Results: PNE-VR added to UC yielded superior results to UC for CLBP for self-reported pain (p = 0.04), exceeding minimal clinical important difference (MCID) for the PNE-VR group. Patient satisfaction did not reach statistical significance (p = 0.10) between the two groups, but the PNE-VR group’s difference exceeded MCID for the GROC, and the UC group did not. No differences between groups were found for ODI (p = 0.27) or PCS (p = 0.14). Prior to treatment, three UC patients and seven PNE-VR patients exceeded the cut-off score of a high PCS (>30). Following treatment, only one UC patient moved below the high PCS cut-off score, whereas five PNE-VR group patients moved below the cut-off score.
Conclusion: Adding PNE-VR to UC yielded potential benefits over UC for CLBP, including self-reported pain and patient satisfaction. No added benefit was found regarding disability and pain catastrophizing. Future and larger-scale studies should explore the addition of digital therapeutics to UC to add additional patient benefits from PT.
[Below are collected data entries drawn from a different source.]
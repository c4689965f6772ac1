//! Account Domain Ports
//!
//! The `UserStore` trait is everything the account domain needs from
//! persistence. `infra_db` provides the PostgreSQL adapter; `test_utils`
//! provides an in-memory one.

use async_trait::async_trait;

use core_kernel::{DomainPort, HealthCheckable, PortError, UserId};

use crate::user::User;

#[async_trait]
pub trait UserStore: DomainPort + HealthCheckable {
    /// Persists a new user
    ///
    /// Fails with `PortError::Conflict` when the email is already taken.
    async fn insert(&self, email: &str, password_hash: &str) -> Result<User, PortError>;

    async fn find_by_email(&self, email: &str) -> Result<Option<User>, PortError>;

    async fn find_by_id(&self, id: UserId) -> Result<Option<User>, PortError>;
}
// ============================================================================
// Intake Tests
// ============================================================================

mod intake_tests {
    use super::*;

    fn service(store: BufferedStore, objects: Arc<RecordingObjects>) -> ClaimIntakeService {
        ClaimIntakeService::new(Arc::new(store), objects, "images")
    }

    #[tokio::test]
    async fn test_submit_persists_claim_and_images() {
        let store = BufferedStore::default();
        let objects = Arc::new(RecordingObjects::default());
        let service = service(store.clone(), objects.clone());
        let user = UserId::new(1);

        let submitted = service
            .submit(user, new_claim(), vec![jpeg("images[0]", "front bumper.jpg")])
            .await
            .unwrap();

        assert_eq!(submitted.object_keys, vec!["1/front_bumper.jpg".to_string()]);
        assert_eq!(submitted.image_ids.len(), 1);
        assert!(objects.objects.lock().unwrap().contains_key("images/1/front_bumper.jpg"));

        let stored = service.get(user, submitted.claim_id).await.unwrap();
        assert_eq!(stored.image_ids(), submitted.image_ids);
        assert_eq!(
            service.image_urls(&stored),
            vec!["https://objects.test/images/1/front_bumper.jpg".to_string()]
        );
    }

    #[tokio::test]
    async fn test_failed_upload_rolls_back_claim() {
        let store = BufferedStore::default();
        let objects = Arc::new(RecordingObjects {
            fail_on: Some("1/b.jpg".to_string()),
            ..Default::default()
        });
        let service = service(store.clone(), objects.clone());
        let user = UserId::new(1);

        let result = service
            .submit(user, new_claim(), vec![jpeg("images[0]", "a.jpg"), jpeg("images[1]", "b.jpg")])
            .await;

        assert!(matches!(result, Err(ClaimError::Storage(_))));
        assert!(store.tables.lock().unwrap().claims.is_empty());
        // The first object stays behind: the bucket is not transactional
        assert!(objects.objects.lock().unwrap().contains_key("images/1/a.jpg"));
    }

    #[tokio::test]
    async fn test_same_named_parts_get_distinct_keys() {
        let objects = Arc::new(RecordingObjects::default());
        let service = service(BufferedStore::default(), objects.clone());

        let submitted = service
            .submit(
                UserId::new(1),
                new_claim(),
                vec![jpeg("images[0]", "IMG_0001.jpg"), jpeg("images[1]", "IMG_0001.jpg")],
            )
            .await
            .unwrap();

        assert_eq!(submitted.object_keys, vec!["1/IMG_0001.jpg", "1/IMG_0001-2.jpg"]);
        assert_eq!(submitted.image_ids.len(), 2);
        assert_eq!(objects.objects.lock().unwrap().len(), 2);
    }

    #[tokio::test]
    async fn test_equal_filenames_on_different_claims_do_not_collide() {
        let objects = Arc::new(RecordingObjects::default());
        let service = service(BufferedStore::default(), objects.clone());

        let first = service
            .submit(UserId::new(1), new_claim(), vec![jpeg("images[0]", "IMG_0001.jpg")])
            .await
            .unwrap();
        let second = service
            .submit(UserId::new(2), new_claim(), vec![jpeg("images[0]", "IMG_0001.jpg")])
            .await
            .unwrap();

        assert_ne!(first.object_keys, second.object_keys);
        let stored = objects.objects.lock().unwrap();
        assert!(stored.contains_key("images/1/IMG_0001.jpg"));
        assert!(stored.contains_key("images/2/IMG_0001.jpg"));
    }

    #[tokio::test]
    async fn test_list_is_scoped_and_newest_first() {
        let store = BufferedStore::default();
        let service = service(store, Arc::new(RecordingObjects::default()));
        let alice = UserId::new(1);
        let bob = UserId::new(2);

        for (user, name) in [(alice, "a1.jpg"), (bob, "b1.jpg"), (alice, "a2.jpg"), (alice, "a3.jpg")] {
            service.submit(user, new_claim(), vec![jpeg("images[0]", name)]).await.unwrap();
        }

        let page = service.list(alice, PageRequest::new(Some(1), Some(2))).await.unwrap();
        assert_eq!(page.total, 3);
        assert_eq!(page.pages(), 2);
        let ids: Vec<i64> = page.items.iter().map(|c| c.id.value()).collect();
        assert_eq!(ids, vec![4, 3]);

        let second = service.list(alice, PageRequest::new(Some(2), Some(2))).await.unwrap();
        assert_eq!(second.items.len(), 1);
        assert!(second.items.iter().all(|c| c.user_id == alice));

        let beyond = service.list(alice, PageRequest::new(Some(9), Some(2))).await.unwrap();
        assert!(beyond.items.is_empty());
    }

    #[tokio::test]
    async fn test_foreign_claim_is_not_found() {
        let service = service(BufferedStore::default(), Arc::new(RecordingObjects::default()));
        let submitted = service
            .submit(UserId::new(1), new_claim(), vec![jpeg("images[0]", "a.jpg")])
            .await
            .unwrap();

        let result = service.get(UserId::new(2), submitted.claim_id).await;
        assert!(matches!(result, Err(ClaimError::ClaimNotFound(_))));
    }
}
//! Test Utilities Crate
//!
//! Shared test infrastructure for the claims intake test suite.
//!
//! # Modules
//!
//! - `stores`: in-memory implementations of the persistence ports
//! - `fixtures`: ready-made credentials, claims and image bytes
//! - `builders`: claim form builder with per-field overrides
//! - `database`: PostgreSQL testcontainer with the schema applied

pub mod stores;
pub mod fixtures;
pub mod builders;
pub mod database;

pub use stores::*;
pub use fixtures::*;
pub use builders::*;
pub use database::*;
Keywords: Pain Neuroscience Education; Virtual Reality; Chronic Low Back Pain; Physical Therapy; Digital Therapeutics

Abbreviations: CLBP: Chronic Low Back Pain; GROC: Global Rating of Change; MCID: Minimal Clinical Important Difference; MDC: Minimal Detectable Change; NPRS: Numeric Pain Rating Scale; ODI: Oswestry Disability Index; PCS: Pain Catastrophization Scale; PNE: Pain Neuroscience Education; PNE-VR: Pain Neuroscience Education Virtual Reality; PT: Physical Therapy; UC: Usual Care; US: United States

Introduction

It is well reported that low back pain is the most common musculoskeletal disorder in the world, leading to high rates of pain and disability, especially chronic low back pain (CLBP) [1]. It is reported that approximately one in three patients with low back pain develop CLBP, with symptoms present one year later [2]. CLBP is a major global issue as it has been shown to be the leading cause of disability and healthcare costs [3]. On a clinical level, CLBP is a challenge for healthcare providers, with data showing that 80-90% of patients with low back often being diagnosed with “non-specific” low back pain, adding little to no additional clinical guidance for diagnosis, treatment, clinical pathways, risk factors, etc. [4].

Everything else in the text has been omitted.